* _Problem to work on_
Scan the listing below and copy each line holding the word "even".

•••

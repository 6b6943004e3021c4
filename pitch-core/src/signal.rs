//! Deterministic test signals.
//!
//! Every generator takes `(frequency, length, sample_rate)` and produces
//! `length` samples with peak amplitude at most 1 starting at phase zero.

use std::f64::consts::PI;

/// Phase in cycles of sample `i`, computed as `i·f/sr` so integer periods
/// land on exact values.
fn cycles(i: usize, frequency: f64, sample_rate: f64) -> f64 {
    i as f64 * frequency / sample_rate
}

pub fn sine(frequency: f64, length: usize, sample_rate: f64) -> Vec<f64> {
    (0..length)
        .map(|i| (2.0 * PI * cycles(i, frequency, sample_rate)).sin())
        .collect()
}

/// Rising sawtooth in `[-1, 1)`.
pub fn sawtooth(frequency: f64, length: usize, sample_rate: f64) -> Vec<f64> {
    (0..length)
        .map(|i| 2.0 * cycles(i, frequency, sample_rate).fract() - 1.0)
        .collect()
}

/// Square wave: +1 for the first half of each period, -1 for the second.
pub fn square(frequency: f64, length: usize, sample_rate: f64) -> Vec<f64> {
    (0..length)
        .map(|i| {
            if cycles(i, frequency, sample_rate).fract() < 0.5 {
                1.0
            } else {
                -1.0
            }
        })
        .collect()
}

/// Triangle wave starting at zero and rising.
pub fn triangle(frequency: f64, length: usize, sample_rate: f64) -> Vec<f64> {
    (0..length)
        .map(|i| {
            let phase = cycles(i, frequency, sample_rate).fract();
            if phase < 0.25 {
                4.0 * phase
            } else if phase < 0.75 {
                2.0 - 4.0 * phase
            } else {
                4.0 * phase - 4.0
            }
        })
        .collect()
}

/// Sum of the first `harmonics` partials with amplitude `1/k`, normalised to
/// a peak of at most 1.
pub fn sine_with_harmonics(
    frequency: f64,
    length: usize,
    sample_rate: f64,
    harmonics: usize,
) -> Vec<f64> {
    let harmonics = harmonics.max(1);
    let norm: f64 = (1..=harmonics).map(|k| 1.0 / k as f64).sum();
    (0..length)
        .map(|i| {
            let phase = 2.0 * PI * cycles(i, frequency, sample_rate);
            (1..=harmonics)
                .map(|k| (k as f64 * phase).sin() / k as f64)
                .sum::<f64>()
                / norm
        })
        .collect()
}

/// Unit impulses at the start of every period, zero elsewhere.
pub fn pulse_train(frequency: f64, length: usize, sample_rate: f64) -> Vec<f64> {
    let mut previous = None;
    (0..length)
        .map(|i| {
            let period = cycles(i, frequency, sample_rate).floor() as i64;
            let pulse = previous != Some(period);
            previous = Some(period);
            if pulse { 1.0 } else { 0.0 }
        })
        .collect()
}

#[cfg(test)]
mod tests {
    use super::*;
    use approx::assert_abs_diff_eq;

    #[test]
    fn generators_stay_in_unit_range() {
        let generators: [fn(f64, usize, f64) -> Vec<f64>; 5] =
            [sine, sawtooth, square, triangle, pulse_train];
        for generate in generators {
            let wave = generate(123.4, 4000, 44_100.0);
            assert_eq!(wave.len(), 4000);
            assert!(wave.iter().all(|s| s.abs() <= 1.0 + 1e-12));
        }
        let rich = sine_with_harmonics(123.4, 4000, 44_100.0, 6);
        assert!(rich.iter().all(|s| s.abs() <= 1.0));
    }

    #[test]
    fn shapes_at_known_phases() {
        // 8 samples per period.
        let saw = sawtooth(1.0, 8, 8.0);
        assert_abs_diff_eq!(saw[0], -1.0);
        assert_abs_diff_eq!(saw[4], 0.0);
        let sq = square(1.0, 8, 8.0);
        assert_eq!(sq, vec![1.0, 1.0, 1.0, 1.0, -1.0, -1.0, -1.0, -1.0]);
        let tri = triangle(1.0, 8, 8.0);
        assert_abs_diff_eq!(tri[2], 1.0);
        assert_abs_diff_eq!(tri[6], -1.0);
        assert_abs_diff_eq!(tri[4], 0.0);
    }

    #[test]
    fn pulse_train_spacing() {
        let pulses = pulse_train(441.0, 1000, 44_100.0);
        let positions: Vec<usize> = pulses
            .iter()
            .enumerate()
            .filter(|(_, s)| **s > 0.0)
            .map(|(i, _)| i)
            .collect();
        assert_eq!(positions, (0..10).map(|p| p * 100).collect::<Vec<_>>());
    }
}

•••

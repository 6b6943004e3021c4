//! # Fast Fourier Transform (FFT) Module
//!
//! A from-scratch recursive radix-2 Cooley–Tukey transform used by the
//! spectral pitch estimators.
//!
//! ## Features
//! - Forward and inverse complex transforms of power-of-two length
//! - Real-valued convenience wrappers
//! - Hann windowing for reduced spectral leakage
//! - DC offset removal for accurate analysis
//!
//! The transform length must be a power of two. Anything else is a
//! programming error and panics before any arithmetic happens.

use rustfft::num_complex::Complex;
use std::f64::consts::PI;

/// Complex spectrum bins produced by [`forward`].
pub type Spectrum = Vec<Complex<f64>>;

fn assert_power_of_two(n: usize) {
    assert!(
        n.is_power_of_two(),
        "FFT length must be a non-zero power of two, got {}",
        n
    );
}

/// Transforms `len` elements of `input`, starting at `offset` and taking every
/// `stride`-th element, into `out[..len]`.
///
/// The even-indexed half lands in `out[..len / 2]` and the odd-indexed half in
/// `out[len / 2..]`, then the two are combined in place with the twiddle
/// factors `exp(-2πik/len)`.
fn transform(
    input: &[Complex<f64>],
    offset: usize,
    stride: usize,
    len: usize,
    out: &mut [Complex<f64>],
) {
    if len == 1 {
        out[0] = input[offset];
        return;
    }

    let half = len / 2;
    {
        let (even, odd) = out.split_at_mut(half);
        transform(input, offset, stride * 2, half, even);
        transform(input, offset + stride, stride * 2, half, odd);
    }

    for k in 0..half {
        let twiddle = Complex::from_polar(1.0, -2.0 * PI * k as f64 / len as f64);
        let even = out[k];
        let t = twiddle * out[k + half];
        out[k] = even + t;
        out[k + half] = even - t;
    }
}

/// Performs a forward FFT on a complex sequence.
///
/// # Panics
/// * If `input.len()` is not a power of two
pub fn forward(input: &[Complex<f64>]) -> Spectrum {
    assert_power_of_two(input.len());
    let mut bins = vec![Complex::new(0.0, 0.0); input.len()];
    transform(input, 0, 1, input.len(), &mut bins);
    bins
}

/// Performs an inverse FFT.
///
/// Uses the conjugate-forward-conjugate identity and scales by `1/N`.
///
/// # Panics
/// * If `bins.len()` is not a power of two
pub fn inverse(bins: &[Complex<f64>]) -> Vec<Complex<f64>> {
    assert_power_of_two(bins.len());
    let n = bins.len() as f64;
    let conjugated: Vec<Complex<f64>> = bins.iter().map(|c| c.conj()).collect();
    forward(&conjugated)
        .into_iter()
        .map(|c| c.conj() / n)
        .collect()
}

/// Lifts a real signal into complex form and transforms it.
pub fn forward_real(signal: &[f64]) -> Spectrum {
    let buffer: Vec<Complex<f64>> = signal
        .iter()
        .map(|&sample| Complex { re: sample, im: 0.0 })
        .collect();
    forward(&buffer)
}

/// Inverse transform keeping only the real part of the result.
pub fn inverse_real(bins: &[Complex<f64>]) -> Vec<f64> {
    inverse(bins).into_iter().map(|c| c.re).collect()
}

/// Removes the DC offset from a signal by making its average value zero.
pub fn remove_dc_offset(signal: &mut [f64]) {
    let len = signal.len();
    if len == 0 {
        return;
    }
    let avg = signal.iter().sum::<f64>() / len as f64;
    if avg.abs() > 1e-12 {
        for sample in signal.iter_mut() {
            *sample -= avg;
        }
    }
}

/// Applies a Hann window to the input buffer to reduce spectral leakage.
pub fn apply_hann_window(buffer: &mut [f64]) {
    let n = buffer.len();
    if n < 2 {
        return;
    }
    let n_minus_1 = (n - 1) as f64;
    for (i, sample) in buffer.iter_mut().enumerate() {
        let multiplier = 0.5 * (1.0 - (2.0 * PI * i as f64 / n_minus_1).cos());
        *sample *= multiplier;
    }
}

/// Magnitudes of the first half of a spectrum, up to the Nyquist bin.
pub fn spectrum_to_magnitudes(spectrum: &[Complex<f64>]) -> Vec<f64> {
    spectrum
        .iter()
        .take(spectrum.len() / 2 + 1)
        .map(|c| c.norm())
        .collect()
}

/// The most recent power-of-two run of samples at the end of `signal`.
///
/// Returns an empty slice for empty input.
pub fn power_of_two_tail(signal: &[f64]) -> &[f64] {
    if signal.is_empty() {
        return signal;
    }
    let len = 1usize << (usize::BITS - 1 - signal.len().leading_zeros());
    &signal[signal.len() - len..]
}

•••

* _Answer space_
/// The even-indexed half lands in `out[..len / 2]` and the odd-indexed half in
        let (even, odd) = out.split_at_mut(half);
        transform(input, offset, stride * 2, half, even);
        let even = out[k];
        out[k] = even + t;
        out[k + half] = even - t;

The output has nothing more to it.